The Honda And Acura Electric Transition Is Going To Be Controversial

The U.S. auto industry may be rushing headlong into full electrification, but for Honda the key is still mild-hybrids and a slow trickle of fully-electric models. The CR-V Hybrid and upcoming Accord Hybrid both pair gas engines with electric motors, though there's no way to externally charge their batteries. The upcoming Honda Civic Hybrid, expected in 2024 in both sedan and hatchback form, will take the same approach.

It's an interesting — and controversial — strategy, given Honda hasn't been averse to PHEVs in the past. For the moment, the automaker says the only plug-in hybrid it envisages is the CR-V based fuel-cell PHEV it announced development of late in 2022. Built at the same plant that used to produce the recently-discontinued NSX supercar, it'll be based on the CR-V crossover, but use a hydrogen-powered drivetrain with a plug-in hybrid system. Details will be shared closer to its 2024 launch.

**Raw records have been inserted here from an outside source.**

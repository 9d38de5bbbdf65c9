use std::fs;
use std::io::{self, Read, Write};
use std::path::{Path, PathBuf};

use super::{RecordSink, RowSource, TableIoError};
use crate::report::ResultRecord;

const UTF8_BOM: &str = "\u{feff}";

/// 쉼표(또는 지정 구분자)로 나뉜 텍스트에서 행을 읽는다.
#[derive(Debug)]
pub struct CsvSource<R> {
    reader: R,
    delimiter: char,
    /// 파일에서 연 경우의 경로. 읽기 오류에 함께 담는다.
    path: Option<PathBuf>,
}

impl CsvSource<fs::File> {
    /// 파일을 연다. 열 수 없으면 경로를 포함한 오류를 돌려준다.
    pub fn open(path: &Path, delimiter: char) -> Result<Self, TableIoError> {
        let file = fs::File::open(path).map_err(|source| TableIoError::Io {
            path: path.to_path_buf(),
            source,
        })?;
        Ok(Self {
            path: Some(path.to_path_buf()),
            ..Self::new(file, delimiter)
        })
    }
}

impl<R: Read> CsvSource<R> {
    pub fn new(reader: R, delimiter: char) -> Self {
        Self {
            reader,
            delimiter,
            path: None,
        }
    }

    fn io_err(&self, source: io::Error) -> TableIoError {
        match &self.path {
            Some(path) => TableIoError::Io {
                path: path.clone(),
                source,
            },
            None => TableIoError::Stream(source),
        }
    }

    fn encoding_err(&self, err: std::string::FromUtf8Error) -> TableIoError {
        match &self.path {
            Some(_) => self.io_err(io::Error::new(io::ErrorKind::InvalidData, err)),
            None => TableIoError::Encoding(err),
        }
    }
}

impl<R: Read> RowSource for CsvSource<R> {
    fn read_rows(&mut self) -> Result<Vec<Vec<String>>, TableIoError> {
        let mut buf = Vec::new();
        self.reader
            .read_to_end(&mut buf)
            .map_err(|e| self.io_err(e))?;
        let text = String::from_utf8(buf).map_err(|e| self.encoding_err(e))?;
        let text = text.strip_prefix(UTF8_BOM).unwrap_or(&text);
        Ok(text
            .lines()
            .map(|line| split_line(line, self.delimiter))
            .collect())
    }
}

/// 한 줄을 셀로 나눈다. 큰따옴표로 감싼 셀 안의 구분자와 `""`는 값으로 취급한다.
/// 따옴표 밖의 공백은 잘라내고, 따옴표 안의 내용은 그대로 둔다.
pub fn split_line(line: &str, delimiter: char) -> Vec<String> {
    let mut cells = Vec::new();
    let mut cell = String::new();
    let mut quoted = false;
    let mut was_quoted = false;
    let mut chars = line.chars().peekable();

    while let Some(c) = chars.next() {
        match c {
            '"' if quoted => {
                if chars.peek() == Some(&'"') {
                    cell.push('"');
                    chars.next();
                } else {
                    quoted = false;
                }
            }
            '"' if !was_quoted && cell.trim().is_empty() => {
                cell.clear();
                quoted = true;
                was_quoted = true;
            }
            c if c == delimiter && !quoted => {
                cells.push(finish_cell(&mut cell, was_quoted));
                was_quoted = false;
            }
            // 닫는 따옴표 뒤의 공백
            c if was_quoted && !quoted && c.is_whitespace() => {}
            c => cell.push(c),
        }
    }
    cells.push(finish_cell(&mut cell, was_quoted));
    cells
}

fn finish_cell(cell: &mut String, was_quoted: bool) -> String {
    let value = if was_quoted {
        cell.clone()
    } else {
        cell.trim().to_string()
    };
    cell.clear();
    value
}

/// 결과를 구분자 텍스트로 기록한다.
#[derive(Debug)]
pub struct CsvSink<W> {
    writer: W,
    delimiter: char,
    bom: bool,
}

impl CsvSink<fs::File> {
    /// 출력 파일을 만든다. 기존 파일은 덮어쓴다.
    pub fn create(path: &Path, delimiter: char, bom: bool) -> Result<Self, TableIoError> {
        let file = fs::File::create(path).map_err(|source| TableIoError::Io {
            path: PathBuf::from(path),
            source,
        })?;
        Ok(Self::new(file, delimiter, bom))
    }
}

impl<W: Write> CsvSink<W> {
    pub fn new(writer: W, delimiter: char, bom: bool) -> Self {
        Self {
            writer,
            delimiter,
            bom,
        }
    }

    pub fn into_inner(self) -> W {
        self.writer
    }

    fn write_line<S: AsRef<str>>(&mut self, cells: &[S]) -> Result<(), TableIoError> {
        let sep = self.delimiter.to_string();
        let line = cells
            .iter()
            .map(|c| escape_cell(c.as_ref(), self.delimiter))
            .collect::<Vec<_>>()
            .join(sep.as_str());
        writeln!(self.writer, "{line}")?;
        Ok(())
    }
}

impl<W: Write> RecordSink for CsvSink<W> {
    fn write_report(
        &mut self,
        headers: &[&str],
        records: &[ResultRecord],
    ) -> Result<(), TableIoError> {
        if self.bom {
            self.writer.write_all(UTF8_BOM.as_bytes())?;
        }
        self.write_line(headers)?;
        for record in records {
            self.write_line(&record.to_cells())?;
        }
        self.writer.flush()?;
        Ok(())
    }
}

fn escape_cell(cell: &str, delimiter: char) -> String {
    if cell.contains(delimiter) || cell.contains(['"', '\n', '\r']) {
        format!("\"{}\"", cell.replace('"', "\"\""))
    } else {
        cell.to_string()
    }
}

Sticking with mild-hybrids could be accused of over-caution, and it's unlikely that Honda will shed that reputation any time soon. Though updates to the Ridgeline and Passport — its pickup truck and SUV — are expected later in 2023, neither of those refreshes will include a hybrid joining the line-up. Order books for the Honda Prologue, its all-electric SUV, will open in 2023, but that's not expected to begin shipping until the following year.

For Acura, no hybrids at all

You won't see an Acura hybrid — either mild or plug-in — either, as Honda's luxury performance arm leapfrogs electrification to land fully on battery-electric. Acura won't be mixing gas and electric, despite some performance rivals looking to unlock considerable gains with just that approach, and will instead be going fully-electric. That'll start with the upcoming Acura ZDX, reservations of which will kick off this year before deliveries start in 2024, and its ZDX Type S sibling.

It'll be an SUV that starts Acura's electric journey, though details around things like battery size, motor configuration, and how the automaker will continue its legacy of torque-vectoring all-wheel drive remain to be seen. What we do know, though, is that buying an Acura EV won't be like buying one of the automaker's other cars.

That's because electric Acura sales will all be completed online. You'll be able to put in an order at home, or at a dealership after having taken a look (and a test-drive) of the ZDX or a future EV model. Exactly how that'll work when it comes to pricing — currently, Acura sets recommended pricing but the amount you pay in the end comes down to the negotiation with the dealer — whether it'll also be applied to gas-powered Acura models, and other criteria will be revealed closer to the electric SUV's launch, the automaker says. Honda says it's still on-track to have all of its sales electrified, though not necessarily fully electric, by 2040.